No hay alegrías que darse en los centros sanitarios de titularidad pública porque seguirán luchando contra los mil sinsabores que provocan quienes no apuestan por la sanidad de todos. Los falsos mensajes rimbombantes ante los atriles volverán a ser el ruido que silencie las persistentes quejas del sector sobre el desmontaje del sistema: reducción de servicios, desatención a las quejas de los profesionales, carencia de personal, incapacidad para optimizar recursos, etc. Se volverá a lo de siempre: afirmar con voz muy alta y con muy baja convicción que la sanidad pública es un servicio de atención a usuarios y, en consecuencia, que no se puede regir bajo los parámetros del beneficio mercantil, que piensa siempre en clave de cliente.

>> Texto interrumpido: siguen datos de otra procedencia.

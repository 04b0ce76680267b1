//! Seed the catalog with sample appliance products.
//!
//! Intended for local development: gives the storefront and admin panel
//! something to render before any real products are entered.
//!
//! # Usage
//!
//! ```bash
//! basha-cli seed
//! ```

use rust_decimal::Decimal;
use secrecy::SecretString;
use thiserror::Error;

use basha_admin::db::{self, RepositoryError, products::ProductRepository};
use basha_admin::models::NewProduct;
use basha_core::Price;

/// Errors that can occur during seeding.
#[derive(Debug, Error)]
pub enum SeedError {
    /// Required environment variable is missing.
    #[error("Missing environment variable: {0}")]
    MissingEnvVar(&'static str),

    /// Database connection error.
    #[error("Database error: {0}")]
    Database(#[from] sqlx::Error),

    /// Repository operation failed.
    #[error("Repository error: {0}")]
    Repository(#[from] RepositoryError),

    /// Sample data is invalid.
    #[error("Invalid sample data: {0}")]
    InvalidSample(String),
}

/// Sample product used for seeding.
struct Sample {
    name: &'static str,
    description: &'static str,
    specs: Option<&'static str>,
    price: &'static str,
}

const SAMPLES: &[Sample] = &[
    Sample {
        name: "Electric Kettle 1.5L",
        description: "Stainless steel kettle with auto shut-off and boil-dry protection.",
        specs: Some("1500W, 1.5L capacity, 360-degree swivel base"),
        price: "999",
    },
    Sample {
        name: "Double Door Refrigerator 253L",
        description: "Frost-free double door refrigerator with vegetable crisper.",
        specs: Some("253L, 3 star rating, inverter compressor"),
        price: "23490",
    },
    Sample {
        name: "Split Air Conditioner 1.5 Ton",
        description: "Energy-efficient split AC with copper condenser and fast cooling.",
        specs: Some("1.5 ton, 5 star rating, inverter"),
        price: "34999",
    },
    Sample {
        name: "Front Load Washing Machine 7kg",
        description: "Fully automatic front load washer with steam wash.",
        specs: Some("7kg, 1200 RPM, 12 wash programs"),
        price: "28990",
    },
    Sample {
        name: "Mixer Grinder 750W",
        description: "Three-jar mixer grinder for wet and dry grinding.",
        specs: None,
        price: "2799.50",
    },
];

/// Insert the sample products.
///
/// Runs against an empty or populated catalog alike; duplicates are possible
/// on repeated runs, which is acceptable for development data.
///
/// # Errors
///
/// Returns `SeedError` if the connection or an insert fails.
pub async fn catalog() -> Result<(), SeedError> {
    dotenvy::dotenv().ok();

    let database_url = database_url()?;

    tracing::info!("Connecting to database...");
    let pool = db::create_pool(&database_url).await?;
    let repo = ProductRepository::new(&pool);

    for sample in SAMPLES {
        let amount: Decimal = sample
            .price
            .parse()
            .map_err(|_| SeedError::InvalidSample(format!("price for {}", sample.name)))?;
        let price = Price::new(amount)
            .map_err(|e| SeedError::InvalidSample(format!("{} ({e})", sample.name)))?;

        let product = repo
            .create(&NewProduct {
                name: sample.name.to_string(),
                description: sample.description.to_string(),
                specs: sample.specs.map(str::to_string),
                price,
                images: Vec::new(),
            })
            .await?;

        tracing::info!(product_id = %product.id, name = %product.name, "Seeded product");
    }

    tracing::info!("Seeded {} products", SAMPLES.len());
    Ok(())
}

fn database_url() -> Result<SecretString, SeedError> {
    std::env::var("ADMIN_DATABASE_URL")
        .or_else(|_| std::env::var("DATABASE_URL"))
        .map(SecretString::from)
        .map_err(|_| SeedError::MissingEnvVar("ADMIN_DATABASE_URL"))
}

No, no y no a lo que presiento que sucederá por analogía con otras ocasiones donde la tragedia ha mostrado la ferocidad de sus garras: al día siguiente de todo, comenzará una suerte de manipulación de los sentimientos a través de los medios de comunicación. De la noticia se pasará al amarillismo. Los tonos y discursos melodramáticos se fundirán con los de naturaleza épica, y de esta fusión saldrá un nauseabundo engendro que habitará entre nosotros durante un tiempo. Preveo que esto será lo que pase porque, de alguna manera, de un modo más sutil, ya está sucediendo.
No hay nada que celebrar, no (repito: nada), porque nuestro regreso a la “normalidad” no llevará aparejado un pacto con la naturaleza, una toma de conciencia con lo bueno que ha sido para la Tierra el que estemos encerrados. Volverán la destrucción de nuestro medio ambiente y la contaminación.
¿Qué hemos de celebrar? ¿Esa amarga sensación de que muchos, de manera inmoral o incluso delictiva, han sacado algún provecho de todo lo que nos ha pasado? Ese repugnante frotar de manos de tantos que vieron negocios favorables en el mal ajeno, ¿merece alguna celebración? Insisto: no hay nada, nada que celebrar.
Confieso que querría tener muchos argumentos para decir un sí rotundo a la pregunta de si es realmente mejor lo que viene ahora que todo cuanto se ha dejado atrás. Me conformo con uno, pero no lo tengo. Siento que no hemos acabado con nada y que empataremos lo que hubo con lo que habrá, olvidándonos así de lo que ahora hay. Caminaremos, quizás algo más lastimados, quizás más temerosos o, si me apuran, más inquietos, pero caminaremos, y lo haremos como siempre: poniendo entre corchetes todo lo que sabemos a ciencia cierta que no debe ser celebrado.